§ Directions for this task
Using the records underneath, tally the lines where the word "that" appears and please give only the count.

══════

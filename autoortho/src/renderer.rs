//! The Tile Renderer contract: the external collaborator that actually
//! produces tile pixel data. The cache only requires the four primitives
//! below; the real renderer (a tile downloader/encoder) is out of scope
//! for this crate. [`PlaceholderRenderer`] is a deterministic stand-in
//! used by tests and as the default until a real renderer is wired up.

use std::fs;
use std::io;
use std::path::Path;
use std::thread;
use std::time::Duration;

use thiserror::Error;

#[derive(Debug, Error)]
pub enum RendererError {
    #[error("failed to write tile artifact {path}: {source}")]
    Write {
        path: std::path::PathBuf,
        #[source]
        source: io::Error,
    },

    #[error("renderer declined to produce a tile")]
    Declined,
}

/// Priority hint passed through to the renderer. Lower numbers mean
/// higher priority (0 = highest, ahead of live reads); see the DSF
/// Parser and the cache's priority-aware background fetching.
pub type Priority = i32;

/// The primitives the Tile Cache requires of an external tile renderer.
///
/// Implementations must be safe to call from multiple threads
/// concurrently; the cache itself guarantees single-flight per key but
/// makes no assumption about the renderer's internal concurrency.
pub trait TileRenderer: Send + Sync {
    /// Blocking. Writes `outfile` at `min_zoom` quality.
    fn get_quick_tile(
        &self,
        col: u32,
        row: u32,
        zoom: u32,
        min_zoom: u32,
        maptype: &str,
        outfile: &Path,
        priority: Priority,
    ) -> Result<(), RendererError>;

    /// Blocking. Writes `outfile` at best quality. May fail.
    fn get_tile(
        &self,
        col: u32,
        row: u32,
        zoom: u32,
        maptype: &str,
        outfile: &Path,
    ) -> Result<(), RendererError>;

    /// Blocking, from this trait's perspective; `quick_zoom` of `0` means
    /// "no quick fallback requested", matching the cache's own
    /// `quick_zoom=0` sentinel convention. Callers that need this to be
    /// non-blocking (the cache's background enqueue) run it on a
    /// spawned thread themselves, since that's also where single-flight
    /// bookkeeping (Active Set membership) needs to be updated on
    /// completion.
    fn get_background_tile(
        &self,
        col: u32,
        row: u32,
        zoom: u32,
        quick_zoom: u32,
        maptype: &str,
        outfile: &Path,
        priority: Priority,
    );
}

/// A deterministic, configurable-latency renderer that "renders" a tile
/// by writing a small non-empty placeholder artifact. Used by unit and
/// integration tests, and as the default renderer when no real one is
/// wired up.
#[derive(Clone, Debug)]
pub struct PlaceholderRenderer {
    /// Artificial latency applied to blocking calls, to exercise the
    /// adaptive zoom controller and deadline waits deterministically.
    pub latency: Duration,
}

impl Default for PlaceholderRenderer {
    fn default() -> Self {
        Self {
            latency: Duration::ZERO,
        }
    }
}

impl PlaceholderRenderer {
    pub fn new(latency: Duration) -> Self {
        Self { latency }
    }

    fn write_placeholder(&self, outfile: &Path) -> Result<(), RendererError> {
        if !self.latency.is_zero() {
            thread::sleep(self.latency);
        }
        // "DDS " magic bytes followed by a handful of zeroed bytes: enough
        // to be nonzero-sized (present per the cache's artifact contract)
        // without pretending to encode real texture data.
        let mut data = Vec::with_capacity(16);
        data.extend_from_slice(b"DDS ");
        data.extend_from_slice(&[0u8; 12]);
        fs::write(outfile, &data).map_err(|source| RendererError::Write {
            path: outfile.to_path_buf(),
            source,
        })
    }
}

impl TileRenderer for PlaceholderRenderer {
    fn get_quick_tile(
        &self,
        _col: u32,
        _row: u32,
        _zoom: u32,
        _min_zoom: u32,
        _maptype: &str,
        outfile: &Path,
        _priority: Priority,
    ) -> Result<(), RendererError> {
        self.write_placeholder(outfile)
    }

    fn get_tile(
        &self,
        _col: u32,
        _row: u32,
        _zoom: u32,
        _maptype: &str,
        outfile: &Path,
    ) -> Result<(), RendererError> {
        self.write_placeholder(outfile)
    }

    fn get_background_tile(
        &self,
        _col: u32,
        _row: u32,
        _zoom: u32,
        _quick_zoom: u32,
        _maptype: &str,
        outfile: &Path,
        _priority: Priority,
    ) {
        // The cache is responsible for making this non-blocking to its own
        // callers (it runs background work on a spawned thread); from the
        // renderer's side this primitive is a plain blocking write.
        if let Err(err) = self.write_placeholder(outfile) {
            tracing::error!(error = %err, "background placeholder render failed");
        }
    }
}

#[cfg(test)]
mod tests {
    use super::*;
    use tempfile::tempdir;

    #[test]
    fn placeholder_writes_nonempty_dds_magic() {
        let dir = tempdir().unwrap();
        let outfile = dir.path().join("1_2_BI_10.dds");
        let renderer = PlaceholderRenderer::default();
        renderer
            .get_quick_tile(2, 1, 10, 10, "BI", &outfile, 1)
            .unwrap();

        let data = fs::read(&outfile).unwrap();
        assert!(!data.is_empty());
        assert_eq!(&data[0..4], b"DDS ");
    }
}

══════

§ Worked solution
4